“Piranhas” burns its astounding technical side on the poor narrative, because no matter how meticulously and zealously Claudio Giovannesi crafts his film, it falls flat with its overly simplistic point of view.
Piranhas (2019) Incorporates A Known Pattern
The youth in mob-reigned Naples faces poverty and life revolving around drugs and violence. In the God-forgotten city lives a clique of teenagers, led by charismatic Nicola (Francesco di Napoli). Operating on a footsoldier level, the boys clash with rivalring gang in a classic turf war, dreaming of climbing up the ladder.
The rise-to-power scheme, that “Piranhas” incorporates, comes to life when Nicola and his pack rob a jewellery store within the territory of an influential mobster. The devil-may-care attitude pays off quickly, and Nicola’s deeds are recognized by “the management”. And when an unexpected turn of events leaves the throne in Naples without a king of crime, the real guerilla warfare begins.
That’s where Nicola seizes his opportunity to gain a grounded position among the city’s influential people. However, he’s inexperienced, and the highly impetuous behavior and on-the-spot made decisions throw him over the bridge just as quick as he climbed it.
Nihil Novi In The Dark World
It would seem that the reason of “Piranhas’” existence is the need to cast light on how juvenile crime rises to prominence.
While it’s nothing revelatory, this young-gone-bad scheme worked in a plethora of films before. Films like “City of God” painted a morbid picture of armed youth in most visceral colors. And in “Piranhas” too, the crime world’s foundations are – at some point – laid on the wobbly shoulders of the youth, who in the case of Naples, are half-wit brutes in sweatsuits.
But is it enough to build an engaging story?
Giovannesi, who worked on “Gomorra” as a screenwriter, has the gift of stripping down such narrative to its bare form. Given his previous works, this topic painted a perfect opportunity for a dense, bone-deep narrative.
But while “Piranhas” delves deep into the realism of the tides and flows of Naples’ mob scene, Giovannesi loses the simultaneous capability of telling a riveting rise-to-power story.
Part of the problem lies in the number of shortcuts he takes. First and foremost, the director refuses to include a single rationally-thinking police officer in the film. If any cop appears, it happens only as a chance to mock the uniform. One scene captures a couple of policemen as they’re robbed of their gusn, while the only moment when the law actually plays its part is a necessary narrative-turning point for Giovannesi – without it, the whole plot wouldn’t make sense at all.
Moreover, Giovannesi does not conjure any likeable character.
The youth gang isn’t well-designed either, as if made from paper. The foul-mouthed kids all serve as a background for their problematic, self-appointed leader. Nicola, the backbone of the narrative, simply falls short as a character too. He’s neither complex nor charismatic enough to justify things happening around him as he pleases, and even Francesco di Napoli’s charming baby face can’t hide the actor’s limited skills.

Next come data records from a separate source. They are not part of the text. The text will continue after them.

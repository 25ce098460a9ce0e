use chrono::{DateTime, Duration, Utc};

use super::types::GovernanceState;

/// Freshness window applied when no configuration overrides it
pub const DEFAULT_STALENESS_WINDOW_MINUTES: i64 = 5;

/// True when `last_checked` is older than `window` at `now`.
///
/// Advisory only: callers downgrade a success to a warning, never to a failure.
pub fn is_stale(state: &GovernanceState, now: DateTime<Utc>, window: Duration) -> bool {
    now.signed_duration_since(state.last_checked) > window
}

#[derive(Debug, Clone, Copy)]
pub struct StalenessMonitor {
    window: Duration,
}

impl Default for StalenessMonitor {
    fn default() -> Self {
        Self::new(Duration::minutes(DEFAULT_STALENESS_WINDOW_MINUTES))
    }
}

impl StalenessMonitor {
    pub fn new(window: Duration) -> Self {
        Self { window }
    }

    pub fn window(&self) -> Duration {
        self.window
    }

    pub fn is_stale(&self, state: &GovernanceState, now: DateTime<Utc>) -> bool {
        is_stale(state, now, self.window)
    }

    /// Human-readable indicator for status output
    pub fn describe(&self, state: &GovernanceState, now: DateTime<Utc>) -> Option<String> {
        if self.is_stale(state, now) {
            Some(format!("⚠ stale (>{}m)", self.window.num_minutes()))
        } else {
            None
        }
    }
}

Finally, Giovannesi lacks consistency too.
While certain elements, set designs and dialogues are dipped in the mob sauce, the fact that police is completely non-existing here makes literally no sense. Without that key player in the turf war, Giovannesi tells a fairy tale where we require drama the most. Many of Nicola’s actions feel improbable and simply fake as well, as if Giovannesi’s script bats an eye on these more uncomfortable aspects. Eventually, “Piranhas” don’t bite, and while they swim in a red-colored sea, they remain unsharpened and closer to “Bugsy Malone” than “Goodfellas”.
Dir. Claudio Giovannesi
Hate Grade: 6/10
Overall Judgment: Unrealistic though directed in a semi-documentary style, this Italian rise-to-power story lacks a solid protagonist and more meat to chew on.